There comes a time when saying a movie looks good or seems to be competently made is no longer complimentary. Tom Green (not to be confused with the comedian) is an auteur who appears to have a grasp on what makes material look cinematic, but somewhere down the line and smeared all over the frames of Monsters: Dark Continent is a confused filmmaker begging for guidance. Sadly enough, his pleas must have went unheard and his sequel to Gareth Edwards' calling card suffers mightily from an identity crisis.
This "sequel" picks up a decade after the events of the first film and the creatures have begun to spread globally. Michael (Sam Keeley) has enlisted in the military to fight the creatures and is getting ready to begin his deployment overseas. Once there he and a small group are tasked with entering an infected zone to rescue some captured comrades- and that's pretty much it. Although that particular premise as written gives this movie more credit as to its connection to the original than most of the footage in the film.
One of Monsters: Dark Continent's most egregious sins is that is has zero purpose. The second, aside from brief glimpses of the tentacled monsters, it's not a sequel to Monsters. Instead what it is, is a badly scripted war movie that was likely turned down by every studio in existence with snarky notes that said, "add creatures, then we'll talk." So Green did exactly that. The movie begins with some ham fisted noir-esque grizzled voiceover, turns into war movie as visualized by a grade-schooler, then ends as a pretentious art film. All the while the main threat is sidelined in favor of painful war cliches and horrendously paced melodrama.
Gareth Edwards' Monsters did much with very little, but it was by design.

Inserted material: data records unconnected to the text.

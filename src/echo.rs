//! Parameter derivation for the adaptive echo mode.
//!
//! Echo mode has the trainer match the user's force output instead of
//! holding a fixed weight. The firmware is steered by three derived
//! values: a concentric load percentage, an adaptive gain multiplier, and
//! a weight cap. The mapping from difficulty tier and eccentric load to
//! those values is not documented anywhere; the tables below replicate
//! the values observed in the official app's configuration frames across
//! a sweep of tier and eccentric-load combinations. Treat them as
//! captured behavior, not a derivation.

use crate::{
    error::{LiftError, Result},
    types::{EchoLevel, MAX_ECCENTRIC_PERCENT},
};

/// Derived echo mode parameters, carried in the echo configuration frame
#[derive(Debug, Clone, Copy, PartialEq)]
pub struct EchoParams {
    /// Concentric load percentage
    pub concentric_pct: u16,
    /// Adaptive gain multiplier, fixed-point x100
    pub gain_x100: u16,
    /// Weight cap per cable in kilograms
    pub cap_kg: f32,
}

/// Eccentric-load breakpoints of the captured concentric curves
const ECC_BREAKPOINTS: [u16; 4] = [0, 50, 100, 150];

/// Captured concentric percentages at each breakpoint, per tier
///
/// The curves are not complements of the eccentric load: the machine
/// lowers concentric assistance as the eccentric overload rises, on a
/// tier-specific slope.
const fn concentric_curve(level: EchoLevel) -> [u16; 4] {
    match level {
        EchoLevel::Lite => [55, 50, 42, 36],
        EchoLevel::Standard => [60, 54, 45, 38],
        EchoLevel::Hard => [66, 58, 48, 40],
        EchoLevel::Max => [72, 62, 52, 44],
    }
}

const fn gain_x100(level: EchoLevel) -> u16 {
    match level {
        EchoLevel::Lite => 105,
        EchoLevel::Standard => 112,
        EchoLevel::Hard => 120,
        EchoLevel::Max => 130,
    }
}

const fn cap_kg(level: EchoLevel) -> f32 {
    match level {
        EchoLevel::Lite => 60.0,
        EchoLevel::Standard => 80.0,
        EchoLevel::Hard => 100.0,
        EchoLevel::Max => 110.0,
    }
}

/// Linear interpolation between the captured breakpoints
fn interpolate(curve: &[u16; 4], eccentric_pct: u16) -> u16 {
    for window in 0..ECC_BREAKPOINTS.len() - 1 {
        let lo = ECC_BREAKPOINTS[window];
        let hi = ECC_BREAKPOINTS[window + 1];
        if eccentric_pct <= hi {
            let lo_val = f32::from(curve[window]);
            let hi_val = f32::from(curve[window + 1]);
            let t = f32::from(eccentric_pct - lo) / f32::from(hi - lo);
            return (lo_val + (hi_val - lo_val) * t).round() as u16;
        }
    }
    curve[3]
}

/// Derive the echo frame parameters for a tier and eccentric load
///
/// Pure and side-effect free; independently testable without any link.
///
/// # Errors
///
/// Returns [`LiftError::OutOfHardwareRange`] when the eccentric load
/// exceeds the 150% hardware ceiling. Values inside the range are used
/// as-is, never clamped.
pub fn derive_params(level: EchoLevel, eccentric_pct: u16) -> Result<EchoParams> {
    if eccentric_pct > MAX_ECCENTRIC_PERCENT {
        return Err(LiftError::OutOfHardwareRange {
            what: "eccentric load",
            requested: eccentric_pct,
            limit: MAX_ECCENTRIC_PERCENT,
        });
    }

    Ok(EchoParams {
        concentric_pct: interpolate(&concentric_curve(level), eccentric_pct),
        gain_x100: gain_x100(level),
        cap_kg: cap_kg(level),
    })
}

#[cfg(test)]
mod tests {
    use super::*;

    const ALL_LEVELS: [EchoLevel; 4] = [
        EchoLevel::Lite,
        EchoLevel::Standard,
        EchoLevel::Hard,
        EchoLevel::Max,
    ];

    #[test]
    fn test_breakpoints_match_captured_values() {
        let params = derive_params(EchoLevel::Standard, 0).unwrap();
        assert_eq!(params.concentric_pct, 60);

        let params = derive_params(EchoLevel::Standard, 100).unwrap();
        assert_eq!(params.concentric_pct, 45);

        let params = derive_params(EchoLevel::Max, 150).unwrap();
        assert_eq!(params.concentric_pct, 44);
        assert_eq!(params.gain_x100, 130);
        assert!((params.cap_kg - 110.0).abs() < f32::EPSILON);
    }

    #[test]
    fn test_interpolation_between_breakpoints() {
        // Halfway between the 50 and 100 breakpoints of the Lite curve
        let params = derive_params(EchoLevel::Lite, 75).unwrap();
        assert_eq!(params.concentric_pct, 46);
    }

    #[test]
    fn test_full_hardware_range_accepted() {
        for level in ALL_LEVELS {
            for eccentric in 0..=MAX_ECCENTRIC_PERCENT {
                assert!(derive_params(level, eccentric).is_ok());
            }
        }
    }

    #[test]
    fn test_above_ceiling_rejected_not_clamped() {
        for level in ALL_LEVELS {
            let err = derive_params(level, 151).unwrap_err();
            assert!(matches!(
                err,
                LiftError::OutOfHardwareRange { requested: 151, limit: 150, .. }
            ));
        }
    }

    #[test]
    fn test_concentric_decreases_with_eccentric() {
        for level in ALL_LEVELS {
            let mut previous = u16::MAX;
            for eccentric in (0..=150).step_by(10) {
                let current = derive_params(level, eccentric).unwrap().concentric_pct;
                assert!(current <= previous);
                previous = current;
            }
        }
    }

    #[test]
    fn test_tiers_are_ordered() {
        for eccentric in [0, 50, 100, 150] {
            let values: Vec<u16> = ALL_LEVELS
                .iter()
                .map(|&level| derive_params(level, eccentric).unwrap().concentric_pct)
                .collect();
            for pair in values.windows(2) {
                assert!(pair[0] < pair[1]);
            }
        }
    }

    #[test]
    fn test_pure_and_deterministic() {
        let a = derive_params(EchoLevel::Hard, 120).unwrap();
        let b = derive_params(EchoLevel::Hard, 120).unwrap();
        assert_eq!(a, b);
    }
}
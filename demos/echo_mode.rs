use tracing::{error, info};
use liftbridge::{
    echo, EchoLevel, Result, SessionEvent, TrainerDevice, WorkoutParameters, WorkoutState,
};

#[tokio::main]
async fn main() -> Result<()> {
    tracing_subscriber::fmt::init();

    info!("🏋️ Liftbridge Echo Mode Example");

    // Show what the machine will be asked to do, before any connection.
    // The echo parameter derivation is a pure function.
    let eccentric = 120;
    for level in [EchoLevel::Lite, EchoLevel::Standard, EchoLevel::Hard, EchoLevel::Max] {
        let params = echo::derive_params(level, eccentric)?;
        info!(
            "  {level}: concentric {}% | gain x{:.2} | cap {:.0} kg",
            params.concentric_pct,
            f32::from(params.gain_x100) / 100.0,
            params.cap_kg,
        );
    }

    let device = match TrainerDevice::connect_first().await {
        Ok(device) => {
            info!("✅ Connected to: {}", device.info().name);
            device
        }
        Err(e) => {
            error!("❌ Failed to connect to trainer: {}", e);
            return Err(e);
        }
    };

    // Hard tier at 120% eccentric load, 2 warmup reps, 8 working reps
    let params = WorkoutParameters::echo(EchoLevel::Hard, eccentric, 2, 8);
    let mut workout = device.start_workout(params).await?;

    while let Some(event) = workout.next_event().await {
        match event {
            SessionEvent::StateChanged(state) => {
                info!("📊 State: {state}");
                if matches!(state, WorkoutState::Completed | WorkoutState::Error { .. }) {
                    break;
                }
            }
            SessionEvent::Reps(count) => info!("💪 Working reps: {}", count.working_reps),
            SessionEvent::Telemetry(sample) => {
                info!(
                    "📈 L {:.1} kg / R {:.1} kg | {:.0} W",
                    sample.left.load_kg, sample.right.load_kg, sample.power_w
                );
            }
        }
    }

    device.disconnect().await?;
    Ok(())
}
/// Which rep notification wire layout a frame used
#[derive(Debug, Clone, Copy, PartialEq, Eq, Serialize, Deserialize)]
pub enum RepFrameFormat {
    /// Counter-only layout emitted by pre-2.x firmware
    Legacy,
    /// Full layout with explicit warmup and working counts
    Modern,
}

/// One decoded rep notification
///
/// The two wire layouts are disambiguated once at parse time; consumers
/// branch on [`RepFrameFormat`] instead of re-inspecting bytes.
#[derive(Debug, Clone, PartialEq)]
pub struct RepNotification {
    /// Monotonic count of concentric peaks
    pub top_counter: u16,
    /// Monotonic count of completed reps (eccentric bottom confirmed)
    pub complete_counter: u16,
    /// Machine-reported warmup rep count; zero on legacy firmware
    pub rom_count: u8,
    /// Machine-reported working rep count; zero on legacy firmware
    pub set_count: u8,
    /// Detected top of the range of motion, millimeters
    pub range_top_mm: f32,
    /// Detected bottom of the range of motion, millimeters
    pub range_bottom_mm: f32,
    /// The frame exactly as received
    pub raw: Bytes,
    /// Which layout the frame used
    pub format: RepFrameFormat,
}

/// Derived rep counts, mutated only by the rep tracker
#[derive(Debug, Clone, Copy, PartialEq, Default, Serialize, Deserialize)]
pub struct RepCount {
    /// Warmup reps counted so far
    pub warmup_reps: u8,
    /// Working reps counted so far; never decreases while a set is active
    pub working_reps: u8,
    /// Convenience mirror of the working count; warmup reps are excluded
    pub total_reps: u8,
    /// Warmup target reached
    pub warmup_complete: bool,
    /// A concentric peak awaits its eccentric confirmation
    pub pending_rep: bool,
    /// Eccentric progress of the pending rep, 0.0 at the top to 1.0 at the bottom
    pub pending_rep_progress: f32,
}

/// Coarse machine state from the status notification characteristic
#[derive(Debug, Clone, Copy, PartialEq, Eq, Serialize, Deserialize)]
pub enum MachineState {
    /// Motor idle, no tension
    Idle,
    /// Motor applying tension
    UnderTension,
    /// Machine released cable tension, typically at set completion
    Deload,
    /// Unrecognized state byte
    Unknown,
}

impl From<u8> for MachineState {
    fn from(value: u8) -> Self {
        match value {
            0 => Self::Idle,
            1 => Self::UnderTension,
            2 => Self::Deload,
            _ => Self::Unknown,
        }
    }
}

Regardless of rather or not he had any intention of it spawning a sequel, it's doubtful this is what he had imagined. Green's sequel seemingly with more tools at his disposal and an open palette to create something unique opts to focus on everything but the titular menace. The war being fought in Monsters: Dark Continent is just like every other war movie anyone has ever seen, but with absolutely no stakes, no historical relevance, and no connection to the giant foes that are supposedly taking over the world.
The best thing one can possibly say about Tom Green's Monsters: Dark Continent is that it sure does look like a movie. Say what you will about the casts ability to make grossly immature dialogue seem rugged, manly, or even remotely theatrical; in the end it's still pointless drivel. None of Edwards original thematic material even bleeds over into Monsters: Dark Continent and in the end it's "legacy" is tainted by over-stylized overlong muck that no one should have to be subjected to.